Special Issue in Philosophy of Mathematics Education
Proposal Title - Mathematics Education as Witness: Co-authoring Against Genocide with the Silenced Youth and Teachers
In this Special Issue, we propose to use mathematics and its teaching and learning to reflect on and highlight both overt and silenced forms of genocide. Overt genocide such as what is happening in Palestine and Sudan. Silenced genocide such as systematic but silence killing of girls and women in Iran, or in indigenous communities in many places in the world.
This issue is grounded in the principles of speaking up, honoring victims, and learning from the past. We aim to understand what is in our capacity and what we can do as a mathematics education community, so that "never again" becomes more than just a slogan.
In different clusters of this SI we aim to focus on three central themes:
The past for the present
Speak up - Speaking about it confronts lies, erasure, and ideological manipulation.

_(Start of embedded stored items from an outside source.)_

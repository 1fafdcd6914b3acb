//! Observer trait for session transitions.
//!
//! Register an [`Arc<dyn SessionObserver>`] via
//! [`crate::config::ClientConfigBuilder::observer`] or
//! [`crate::session::Session::add_observer`] to receive a fresh
//! [`SessionSnapshot`] after every transition.
//!
//! # Why callbacks?
//!
//! The callback is the least-invasive integration point: a terminal spinner,
//! a GUI re-render, or a log line can all hang off the same hook without the
//! session knowing how the host application updates itself. Callers that
//! prefer to poll or `await` changes can use
//! [`crate::session::Session::subscribe`] instead, which only ever yields the
//! latest snapshot.
//!
//! # Example
//!
//! ```rust
//! use edgequake_docx2png::{ClientConfig, SessionObserver, SessionSnapshot};
//! use std::sync::Arc;
//!
//! struct PrintObserver;
//!
//! impl SessionObserver for PrintObserver {
//!     fn on_transition(&self, snapshot: &SessionSnapshot) {
//!         eprintln!("#{} {}", snapshot.revision, snapshot.state);
//!     }
//! }
//!
//! let config = ClientConfig::builder()
//!     .observer(Arc::new(PrintObserver))
//!     .build()
//!     .unwrap();
//! ```

use crate::state::SessionSnapshot;
use std::sync::Arc;

/// Called by the session after each transition.
///
/// Every snapshot is delivered exactly once, in revision order, with no
/// session lock held, so an observer may read or even drive the session from
/// inside `on_transition`. Delivery is done by whichever thread is already
/// delivering: an operation can return before observers have seen its
/// snapshot while another thread is mid-delivery. Slow observers hold up
/// later snapshots, not the session.
pub trait SessionObserver: Send + Sync {
    fn on_transition(&self, snapshot: &SessionSnapshot);
}

impl<F> SessionObserver for F
where
    F: Fn(&SessionSnapshot) + Send + Sync,
{
    fn on_transition(&self, snapshot: &SessionSnapshot) {
        self(snapshot)
    }
}

/// An observer that ignores every snapshot.
#[derive(Debug, Default)]
pub struct NoopObserver;

impl SessionObserver for NoopObserver {
    fn on_transition(&self, _snapshot: &SessionSnapshot) {}
}

/// Convenience alias matching the type stored in [`crate::config::ClientConfig`].
pub type SharedObserver = Arc<dyn SessionObserver>;

#[cfg(test)]
mod tests {
    use super::*;
    use crate::state::SessionState;
    use std::sync::atomic::{AtomicU64, Ordering};

    #[test]
    fn noop_observer_does_not_panic() {
        NoopObserver.on_transition(&SessionSnapshot::initial());
    }

    #[test]
    fn closure_observer_receives_snapshot() {
        let last = Arc::new(AtomicU64::new(u64::MAX));
        let seen = Arc::clone(&last);
        let observer: SharedObserver = Arc::new(move |s: &SessionSnapshot| {
            assert_eq!(s.state, SessionState::Idle);
            seen.store(s.revision, Ordering::SeqCst);
        });

        observer.on_transition(&SessionSnapshot::initial());
        assert_eq!(last.load(Ordering::SeqCst), 0);
    }
}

Creating space to share historical knowledge and global solidarity.
The present for the future
No denial no silence - we aim to give voice, to mathematics education researchers, mathematics teachers and the youth to affirms the humanity of all and healing.
Raising Awareness – to shed light on dehumanization and to build empathy, critical thinking, and vigilance.
how things such as hate speech, propaganda, feeds into genocide.
systems of power—colonialism, racism, nationalism. Discussing them means holding power to account. It's about justice, not just history. To Confront Injustice and Power
Role of Bystanders - Communities Response or Failure
Who enabled the violence by staying silent? Who resisted? These stories matter too.
How did the world react? What were the failures of the UN, global powers?
Reflects on accountability and geopolitics.
We propose novel approaches to co-authorship for each paper—going beyond traditional academic formulations of thought. Specifically, we encourage researchers to collaborate with two groups whore are currently experiencing both overt and silenced forms of genocide: mathematics learners (youth) and mathematics teachers. We specifically are interested in collaboration with the youth as they are the futures.
We accept contributions from different languages. The contributions will be published alongside its English translation.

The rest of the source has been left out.